[[ Records shown, beginning ]]

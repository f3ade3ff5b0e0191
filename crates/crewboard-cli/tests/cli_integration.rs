//! Integration tests for the crewboard-cli commands.
//!
//! These tests exercise the same code paths as the binary against a
//! temporary workspace root, inspecting the JSON each command returns.

use std::path::PathBuf;

use crewboard_cli::commands::{self, run::ListArgs};
use crewboard_core::runs::{RunRecord, RunStatus};
use crewboard_core::state::AppState;
use crewboard_core::workflow::TemplateOptions;
use tempfile::TempDir;

fn test_state(root: &TempDir) -> AppState {
    commands::init_state(Some(root.path().to_path_buf()))
}

fn write_file(root: &TempDir, name: &str, content: &str) -> String {
    let path: PathBuf = root.path().join(name);
    std::fs::write(&path, content).expect("Failed to write fixture");
    path.to_string_lossy().to_string()
}

const DEMO_JSON: &str = r#"{
  "id": "demo",
  "name": "Demo",
  "nodes": [{ "id": "s", "type": "start" }, { "id": "e", "type": "end" }],
  "edges": [{ "id": "e1", "from": "s", "to": "e" }]
}"#;

#[tokio::test]
async fn test_workflow_save_list_show_delete() {
    let root = TempDir::new().unwrap();
    let state = test_state(&root);
    let file = write_file(&root, "demo.json", DEMO_JSON);

    let saved = commands::workflow::save(&state, "acme", &file).await.unwrap();
    assert_eq!(saved["ok"], true);
    assert_eq!(saved["warnings"].as_array().unwrap().len(), 0);

    let listed = commands::workflow::list(&state, "acme").await.unwrap();
    assert_eq!(listed["files"][0], "demo.workflow.json");

    let shown = commands::workflow::show(&state, "acme", "demo").await.unwrap();
    assert_eq!(shown["schema"], "crewboard.workflow.v1");
    assert_eq!(shown["edges"][0]["to"], "e");

    let deleted = commands::workflow::delete(&state, "acme", "demo").await.unwrap();
    assert_eq!(deleted["existed"], true);
    let deleted = commands::workflow::delete(&state, "acme", "demo").await.unwrap();
    assert_eq!(deleted["existed"], false);
}

#[tokio::test]
async fn test_workflow_validate_yaml_reports_findings() {
    let root = TempDir::new().unwrap();
    let state = test_state(&root);
    let file = write_file(
        &root,
        "broken.yaml",
        r#"
id: broken
name: Broken
triggers:
  - kind: cron
    id: every-five
    expr: "*/5 * * * * *"
nodes:
  - id: s
    type: start
edges:
  - id: e1
    from: s
    to: nowhere
"#,
    );

    let report = commands::workflow::validate(&state, &file).await.unwrap();
    assert_eq!(report["ok"], false);
    let errors = report["errors"].as_array().unwrap();
    assert_eq!(errors.len(), 1);
    assert!(errors[0].as_str().unwrap().contains("nowhere"));
    assert_eq!(report["warnings"].as_array().unwrap().len(), 2);

    let err = commands::workflow::save(&state, "acme", &file).await.unwrap_err();
    assert!(err.contains("1 error(s)"));
    let listed = commands::workflow::list(&state, "acme").await.unwrap();
    assert!(listed["files"].as_array().unwrap().is_empty());
}

#[tokio::test]
async fn test_workflow_show_distinguishes_bad_id_from_missing() {
    let root = TempDir::new().unwrap();
    let state = test_state(&root);

    let bad = commands::workflow::show(&state, "acme", "Not_Valid").await.unwrap_err();
    assert!(bad.starts_with("Invalid id"));
    let missing = commands::workflow::show(&state, "acme", "absent").await.unwrap_err();
    assert!(missing.starts_with("Not found"));
}

#[tokio::test]
async fn test_workflow_init_from_template() {
    let root = TempDir::new().unwrap();
    let state = test_state(&root);

    let templates = commands::workflow::templates();
    assert_eq!(templates["templates"].as_array().unwrap().len(), 2);

    let opts = TemplateOptions {
        approval_provider: "telegram".into(),
        approval_target: "-100123".into(),
        timezone: "America/Chicago".into(),
    };
    let created = commands::workflow::init(&state, "acme", "weekly", "marketing-cadence", opts)
        .await
        .unwrap();
    assert_eq!(created["workflow"]["id"], "weekly");
    assert_eq!(created["workflow"]["triggers"][0]["tz"], "America/Chicago");

    let unknown = commands::workflow::init(
        &state,
        "acme",
        "other",
        "does-not-exist",
        TemplateOptions::default(),
    )
    .await;
    assert!(unknown.is_err());
}

#[tokio::test]
async fn test_run_list_show_delete() {
    let root = TempDir::new().unwrap();
    let state = test_state(&root);

    let first = RunRecord::start("acme", "demo", "20240504-090000-aaaa1111");
    let mut second = RunRecord::start("acme", "demo", "20240504-100000-bbbb2222");
    second.finish(RunStatus::Success, Some("done".into())).unwrap();
    state.service.save_run("acme", "demo", &first).await.unwrap();
    state.service.save_run("acme", "demo", &second).await.unwrap();

    let files = commands::run::list(
        &state,
        "acme",
        ListArgs {
            workflow_id: Some("demo".into()),
            ..Default::default()
        },
    )
    .await
    .unwrap();
    assert_eq!(files["files"][0], "20240504-100000-bbbb2222.run.json");

    let succeeded = commands::run::list(
        &state,
        "acme",
        ListArgs {
            status: Some("success".into()),
            ..Default::default()
        },
    )
    .await
    .unwrap();
    let runs = succeeded["runs"].as_array().unwrap();
    assert_eq!(runs.len(), 1);
    assert_eq!(runs[0]["summary"], "done");

    let bad_status = commands::run::list(
        &state,
        "acme",
        ListArgs {
            status: Some("paused".into()),
            ..Default::default()
        },
    )
    .await;
    assert!(bad_status.is_err());

    let shown = commands::run::show(&state, "acme", "demo", "20240504-090000-aaaa1111")
        .await
        .unwrap();
    assert_eq!(shown["status"], "running");
    assert_eq!(shown["teamId"], "acme");

    let deleted = commands::run::delete(&state, "acme", "demo", "20240504-090000-aaaa1111")
        .await
        .unwrap();
    assert_eq!(deleted["existed"], true);
    assert!(commands::run::show(&state, "acme", "demo", "20240504-090000-aaaa1111")
        .await
        .unwrap_err()
        .starts_with("Not found"));
}
//! Run tracking — per-execution records written by an external executor.

pub mod model;
pub mod store;

pub use model::{
    new_run_id, ApprovalRecord, ApprovalState, NodeResult, NodeRunStatus, RunRecord, RunStatus,
    RUN_SCHEMA,
};
pub use store::{RunQuery, RunStore};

[[ Records shown, end ]]

Task to carry out
Exactly as they appear above, write out all of the lines.

Solution to the exercise
repository f3ade3ff5b0e0191
filename crates/crewboard-cli/tests/cli_integration.rs
//! Integration tests for the crewboard-cli commands.
//!
//! These tests exercise the same code paths as the binary against a
//! temporary workspace root, inspecting the JSON each command returns.

use std::path::PathBuf;

use crewboard_cli::commands::{self, run::ListArgs};
use crewboard_core::runs::{RunRecord, RunStatus};
use crewboard_core::state::AppState;
use crewboard_core::workflow::TemplateOptions;
use tempfile::TempDir;

fn test_state(root: &TempDir) -> AppState {
    commands::init_state(Some(root.path().to_path_buf()))
}

fn write_file(root: &TempDir, name: &str, content: &str) -> String {
    let path: PathBuf = root.path().join(name);
    std::fs::write(&path, content).expect("Failed to write fixture");
    path.to_string_lossy().to_string()
}

const DEMO_JSON: &str = r#"{
  "id": "demo",
  "name": "Demo",
  "nodes": [{ "id": "s", "type": "start" }, { "id": "e", "type": "end" }],
  "edges": [{ "id": "e1", "from": "s", "to": "e" }]
}"#;

#[tokio::test]
async fn test_workflow_save_list_show_delete() {
    let root = TempDir::new().unwrap();
    let state = test_state(&root);
    let file = write_file(&root, "demo.json", DEMO_JSON);

    let saved = commands::workflow::save(&state, "acme", &file).await.unwrap();
    assert_eq!(saved["ok"], true);
    assert_eq!(saved["warnings"].as_array().unwrap().len(), 0);

    let listed = commands::workflow::list(&state, "acme").await.unwrap();
    assert_eq!(listed["files"][0], "demo.workflow.json");

    let shown = commands::workflow::show(&state, "acme", "demo").await.unwrap();
    assert_eq!(shown["schema"], "crewboard.workflow.v1");
    assert_eq!(shown["edges"][0]["to"], "e");

    let deleted = commands::workflow::delete(&state, "acme", "demo").await.unwrap();
    assert_eq!(deleted["existed"], true);
    let deleted = commands::workflow::delete(&state, "acme", "demo").await.unwrap();
    assert_eq!(deleted["existed"], false);
}

#[tokio::test]
async fn test_workflow_validate_yaml_reports_findings() {
    let root = TempDir::new().unwrap();
    let state = test_state(&root);
    let file = write_file(
        &root,
        "broken.yaml",
        r#"
id: broken
name: Broken
triggers:
  - kind: cron
    id: every-five
    expr: "*/5 * * * * *"
nodes:
  - id: s
    type: start
edges:
  - id: e1
    from: s
    to: nowhere
"#,
    );

    let report = commands::workflow::validate(&state, &file).await.unwrap();
    assert_eq!(report["ok"], false);
    let errors = report["errors"].as_array().unwrap();
    assert_eq!(errors.len(), 1);
    assert!(errors[0].as_str().unwrap().contains("nowhere"));
    assert_eq!(report["warnings"].as_array().unwrap().len(), 2);

    let err = commands::workflow::save(&state, "acme", &file).await.unwrap_err();
    assert!(err.contains("1 error(s)"));
    let listed = commands::workflow::list(&state, "acme").await.unwrap();
    assert!(listed["files"].as_array().unwrap().is_empty());
}

#[tokio::test]
async fn test_workflow_show_distinguishes_bad_id_from_missing() {
    let root = TempDir::new().unwrap();
    let state = test_state(&root);

    let bad = commands::workflow::show(&state, "acme", "Not_Valid").await.unwrap_err();
    assert!(bad.starts_with("Invalid id"));
    let missing = commands::workflow::show(&state, "acme", "absent").await.unwrap_err();
    assert!(missing.starts_with("Not found"));
}

#[tokio::test]
async fn test_workflow_init_from_template() {
    let root = TempDir::new().unwrap();
    let state = test_state(&root);

    let templates = commands::workflow::templates();
    assert_eq!(templates["templates"].as_array().unwrap().len(), 2);

    let opts = TemplateOptions {
        approval_provider: "telegram".into(),
        approval_target: "-100123".into(),
        timezone: "America/Chicago".into(),
    };
    let created = commands::workflow::init(&state, "acme", "weekly", "marketing-cadence", opts)
        .await
        .unwrap();
    assert_eq!(created["workflow"]["id"], "weekly");
    assert_eq!(created["workflow"]["triggers"][0]["tz"], "America/Chicago");

    let unknown = commands::workflow::init(
        &state,
        "acme",
        "other",
        "does-not-exist",
        TemplateOptions::default(),
    )
    .await;
    assert!(unknown.is_err());
}

#[tokio::test]
async fn test_run_list_show_delete() {
    let root = TempDir::new().unwrap();
    let state = test_state(&root);

    let first = RunRecord::start("acme", "demo", "20240504-090000-aaaa1111");
    let mut second = RunRecord::start("acme", "demo", "20240504-100000-bbbb2222");
    second.finish(RunStatus::Success, Some("done".into())).unwrap();
    state.service.save_run("acme", "demo", &first).await.unwrap();
    state.service.save_run("acme", "demo", &second).await.unwrap();

    let files = commands::run::list(
        &state,
        "acme",
        ListArgs {
            workflow_id: Some("demo".into()),
            ..Default::default()
        },
    )
    .await
    .unwrap();
    assert_eq!(files["files"][0], "20240504-100000-bbbb2222.run.json");

    let succeeded = commands::run::list(
        &state,
        "acme",
        ListArgs {
            status: Some("success".into()),
            ..Default::default()
        },
    )
    .await
    .unwrap();
    let runs = succeeded["runs"].as_array().unwrap();
    assert_eq!(runs.len(), 1);
    assert_eq!(runs[0]["summary"], "done");

    let bad_status = commands::run::list(
        &state,
        "acme",
        ListArgs {
            status: Some("paused".into()),
            ..Default::default()
        },
    )
    .await;
    assert!(bad_status.is_err());

    let shown = commands::run::show(&state, "acme", "demo", "20240504-090000-aaaa1111")
        .await
        .unwrap();
    assert_eq!(shown["status"], "running");
    assert_eq!(shown["teamId"], "acme");

    let deleted = commands::run::delete(&state, "acme", "demo", "20240504-090000-aaaa1111")
        .await
        .unwrap();
    assert_eq!(deleted["existed"], true);
    assert!(commands::run::show(&state, "acme", "demo", "20240504-090000-aaaa1111")
        .await
        .unwrap_err()
        .starts_with("Not found"));
}
//! Run tracking — per-execution records written by an external executor.

pub mod model;
pub mod store;

pub use model::{
    new_run_id, ApprovalRecord, ApprovalState, NodeResult, NodeRunStatus, RunRecord, RunStatus,
    RUN_SCHEMA,
};
pub use store::{RunQuery, RunStore};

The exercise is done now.